Extracted entries: Begin
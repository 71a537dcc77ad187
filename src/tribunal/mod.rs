//! Tribunal - content governance
//!
//! Senior members author structured lessons; a lesson is published only
//! after every eligible reviewer approves it. Any single rejection vetoes it.

pub mod audit;
pub mod blocks;
pub mod consensus;
pub mod deploy;
pub mod proposal;
pub mod repository;
pub mod roster;
pub mod store;

pub use audit::AuditLog;
pub use consensus::{ConsensusEngine, ConsensusPolicy};
pub use deploy::TracingNotifier;
pub use repository::{JsonFileRepository, MemoryRepository, ProposalRepository};
pub use store::ProposalStore;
Extracted entries: End
[About this task]: Copy the data. Make sure every line matches exactly.

[Reply to the task]:
repository 71a537dcc77ad187
filename src/tribunal/mod.rs
//! Tribunal - content governance
//!
//! Senior members author structured lessons; a lesson is published only
//! after every eligible reviewer approves it. Any single rejection vetoes it.

pub mod audit;
pub mod blocks;
pub mod consensus;
pub mod deploy;
pub mod proposal;
pub mod repository;
pub mod roster;
pub mod store;

pub use audit::AuditLog;
pub use consensus::{ConsensusEngine, ConsensusPolicy};
pub use deploy::TracingNotifier;
pub use repository::{JsonFileRepository, MemoryRepository, ProposalRepository};
pub use store::ProposalStore;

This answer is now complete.